Em tempos de pandemia, os médicos e demais profissionais de saúde são mais necessários. Temos acompanhado a sua luta ao redor do mundo, em momentos tão dramáticos, onde lhes cabe tomar as decisões mais delicadas e perigosas e para as quais precisam estar preparados. Tal coisa é bem mais evidente em época de crise, mas devemos lembrar que uma tal tensão é a constante na vida desses profissionais do estresse. Por isso, entre todas as profissões, aquela que merece realmente ser chamada de uma “arte” é a médica.
Como arte, a medicina cuida da saúde do seres humanos, um dos objetivos mais dignos, mais necessários e mais antigos da humanidade. Sua grandeza está no fato de que o objeto de seu arte é o organismo vivo, compreendido como um fim em si mesmo, cuja dignidade é inviolável. É esse “o alfa e o ômega na estrutura-alvo do tratamento”, como escreveu Hans Jonas no seu livro Técnica, medicina e ética, de 1985 (São Paulo: Paulus, 2013). Segundo o filósofo alemão, ao contrário das outras artes que têm como objeto uma matéria indiferente e eticamente neutra, no caso da medicina a matéria-prima é o paciente, o objeto final e completo sobre o qual ele deve se empenhar.
Nessa arte, torna-se necessária uma investigação e um saber que caminham de mãos dadas com a reflexão sobre os fins e os valores, ou seja, sobre a ética de suas ações. Em outras palavras, cabe ao médico a obrigação de julgar com precisão e autoridade o bem que está em jogo, isto é, a vida de seu paciente. Uma tal coisa, foge dos conhecimentos meramente abstratos e generalistas: no caso do médico, ele precisa juntar o conhecimento específico à intuição e à capacidade de decidir. É isso, precisamente, que faz da medicina, mais do que uma técnica, uma arte propriamente dita que se aplica não apenas a um corpo vivo, mas ao sujeito, ou seja, à pessoa inviolável que se apresenta neste corpo. Cuidar do corpo, por isso, é cuidar da pessoa. Detentor de uma tal arte, o médico precisa constantemente apelar para sua consciência para ser capaz de decidir se, quando e onde ele deve agir em benefício tanto do paciente, em sentido individual, quanto da humanidade que se apresenta nele.
A dimensão médica da responsabilidade, por isso, envolve uma relação singular entre o médico e seu paciente. Como um “comissionado da sociedade e servidor da saúde pública” (JONAS, p. 163), contudo, o médico também tem uma função social que se concretiza principalmente na medicina preventiva, pela qual o médico atua em benefício não apenas de um paciente particular, mas de toda a sociedade, inclusive das gerações futuras. Em nome da ética, assim, o médico deve evitar que as pessoas se tornem pacientes e, por isso, apelar para o isolamento de um paciente “em caso de enfermidade contagiosa, para proteção da comunidade”.
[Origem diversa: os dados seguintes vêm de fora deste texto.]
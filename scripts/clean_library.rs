use anyhow::{Context, Result};
use clap::Parser;
use serde::{Deserialize, Serialize};
use std::collections::BTreeMap;
use std::fs;
use std::io::Write;
use std::path::{Path, PathBuf};
use std::sync::Arc;
use tracing::{info, warn};
use tracing_subscriber::EnvFilter;
use walkdir::WalkDir;

use qabas_ocr::clean::{CleanedDocument, PageCleaner, PageKind};
use qabas_ocr::config::PipelineConfig;
use qabas_ocr::ocr::ShardCollector;
use qabas_ocr::pipeline::LocalStore;

#[derive(Debug, Parser)]
#[command(author, version, about = "Clean a library of OCR shard folders")]
struct Args {
    /// Input directory; each subdirectory holding shard JSON is one book
    #[arg(short, long)]
    input: PathBuf,

    /// Output directory for cleaned books
    #[arg(short, long)]
    output: PathBuf,

    /// Path to configuration JSON file
    #[arg(long)]
    config: Option<PathBuf>,
}

#[derive(Debug, Serialize, Deserialize)]
struct BookMetadata {
    name: String,
    raw_pages: usize,
    content_pages: usize,
    character_count: usize,
    kinds: BTreeMap<PageKind, usize>,
    processed_at: u64,
}

#[derive(Debug, Serialize, Deserialize)]
struct LibraryMetadata {
    total_books: usize,
    total_pages: usize,
    total_content_pages: usize,
    total_characters: usize,
    books: Vec<BookMetadata>,
}

#[tokio::main]
async fn main() -> Result<()> {
    // Initialize tracing
    tracing_subscriber::fmt()
        .with_env_filter(
            EnvFilter::try_from_default_env()
                .unwrap_or_else(|_| EnvFilter::new("info")),
        )
        .init();

    let args = Args::parse();

    info!("Starting library cleaning");
    info!("Input directory: {:?}", args.input);
    info!("Output directory: {:?}", args.output);

    let mut config = match &args.config {
        Some(path) => {
            let config_str = fs::read_to_string(path)
                .with_context(|| format!("Failed to read config file: {:?}", path))?;
            serde_json::from_str::<PipelineConfig>(&config_str).with_context(|| "Failed to parse config JSON")?
        }
        None => PipelineConfig::default(),
    };
    config.validate();
    config.collector.max_attempts = 1;

    fs::create_dir_all(&args.output)
        .with_context(|| format!("Failed to create output directory: {:?}", args.output))?;

    let book_dirs = find_book_dirs(&args.input);
    info!("Found {} book folders", book_dirs.len());

    if book_dirs.is_empty() {
        anyhow::bail!("No shard folders found in {:?}", args.input);
    }

    let library_path = args.output.join("library.jsonl");
    let mut library_file = fs::File::create(&library_path)
        .with_context(|| format!("Failed to create {:?}", library_path))?;
    let mut books = Vec::new();

    for (idx, dir) in book_dirs.iter().enumerate() {
        let name = dir
            .file_name()
            .map(|s| s.to_string_lossy().to_string())
            .unwrap_or_else(|| format!("book-{}", idx + 1));
        info!("Processing {}/{}: {}", idx + 1, book_dirs.len(), name);

        let document = match clean_book(dir, &config).await {
            Ok(document) => document,
            Err(e) => {
                warn!("Failed to process {:?}: {}", dir, e);
                continue;
            }
        };
        if document.content_count() == 0 {
            warn!("No content pages left for {}, skipping", name);
            continue;
        }

        let text = document.combined_text();
        write_book(&args.output.join(&name), &document, &text)?;

        let line = serde_json::json!({
            "id": books.len(),
            "book": name,
            "text": text,
        });
        writeln!(library_file, "{}", serde_json::to_string(&line)?)?;

        books.push(BookMetadata {
            name,
            raw_pages: document.len(),
            content_pages: document.content_count(),
            character_count: text.chars().count(),
            kinds: document.kind_counts(),
            processed_at: std::time::SystemTime::now()
                .duration_since(std::time::UNIX_EPOCH)
                .map(|d| d.as_secs())
                .unwrap_or(0),
        });
    }

    if books.is_empty() {
        anyhow::bail!("No content extracted from any book");
    }
    info!("Library saved to: {:?}", library_path);

    let metadata = LibraryMetadata {
        total_books: books.len(),
        total_pages: books.iter().map(|b| b.raw_pages).sum(),
        total_content_pages: books.iter().map(|b| b.content_pages).sum(),
        total_characters: books.iter().map(|b| b.character_count).sum(),
        books,
    };

    let metadata_path = args.output.join("metadata.json");
    let metadata_json = serde_json::to_string_pretty(&metadata)?;
    fs::write(&metadata_path, metadata_json)?;
    info!("Metadata saved to: {:?}", metadata_path);

    info!("Cleaning complete!");
    info!("Summary:");
    info!("  - Books: {}", metadata.total_books);
    info!("  - Pages: {} ({} content)", metadata.total_pages, metadata.total_content_pages);
    info!("  - Characters: {}", metadata.total_characters);

    Ok(())
}

/// Direct subdirectories that contain at least one `.json` file at any depth
fn find_book_dirs(input: &Path) -> Vec<PathBuf> {
    let mut dirs: Vec<PathBuf> = WalkDir::new(input)
        .min_depth(1)
        .max_depth(1)
        .into_iter()
        .filter_map(|e| e.ok())
        .filter(|e| e.file_type().is_dir())
        .map(|e| e.into_path())
        .filter(|dir| {
            WalkDir::new(dir)
                .into_iter()
                .filter_map(|e| e.ok())
                .any(|e| e.file_type().is_file() && e.path().extension().is_some_and(|ext| ext == "json"))
        })
        .collect();
    dirs.sort();
    dirs
}

async fn clean_book(dir: &Path, config: &PipelineConfig) -> Result<CleanedDocument> {
    let store = Arc::new(LocalStore::new(dir));
    let raw_pages = ShardCollector::new(store, config.collector.clone())
        .collect("")
        .await?;
    Ok(PageCleaner::new(config.cleaner.clone()).clean_document(&raw_pages))
}

fn write_book(dir: &Path, document: &CleanedDocument, text: &str) -> Result<()> {
    let pages_dir = dir.join("pages");
    fs::create_dir_all(&pages_dir)
        .with_context(|| format!("Failed to create output directory: {:?}", pages_dir))?;

    for (name, body) in document.page_files() {
        let page_path = pages_dir.join(name);
        fs::write(&page_path, body).with_context(|| format!("Failed to write page: {:?}", page_path))?;
    }

    let book_path = dir.join("book.txt");
    fs::write(&book_path, text).with_context(|| format!("Failed to write document: {:?}", book_path))?;
    Ok(())
}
É nesse momento que se pode compreende “a responsabilidade superior” da arte médica, pois esta alcança a sociedade em geral, as gerações futuras e os cuidados com o destino da espécie humana sobre a terra. O médico deve lembrar “que o sacrifício da consciência que lhes são exigidos no estado da prevenção são brincadeiras de crianças em comparação ao que de maneira forçosa viria acontecer em um momento de crise aguda ao qual ele não preveniu” (JONAS, p. 165).
Evitar o pior, por isso, é parte central dessa nova dimensão da responsabilidade. Da arte da medicina exige-se, antes de tudo, a capacidade da prevenção. Isso significa que cabe ao médico prever o futuro, dando preferência para o prognóstico negativo em vista da manutenção do bem maior que é a vida da humanidade. Trata-se de assumir uma “responsabilidades longo prazo” (JONAS, p. 166), que alcance um equilíbrio entre o interesse do paciente particular e o bem de toda a humanidade presente e futura.
É essa a relevância da arte médica em tempos como os nossos, em que precisamos isolar – a alto custo econômico – muitos indivíduos em benefício da saúde e da vida de outros tantos. É por isso que esses profissionais são hoje tão necessários e sua arte preventiva, tão benéfica.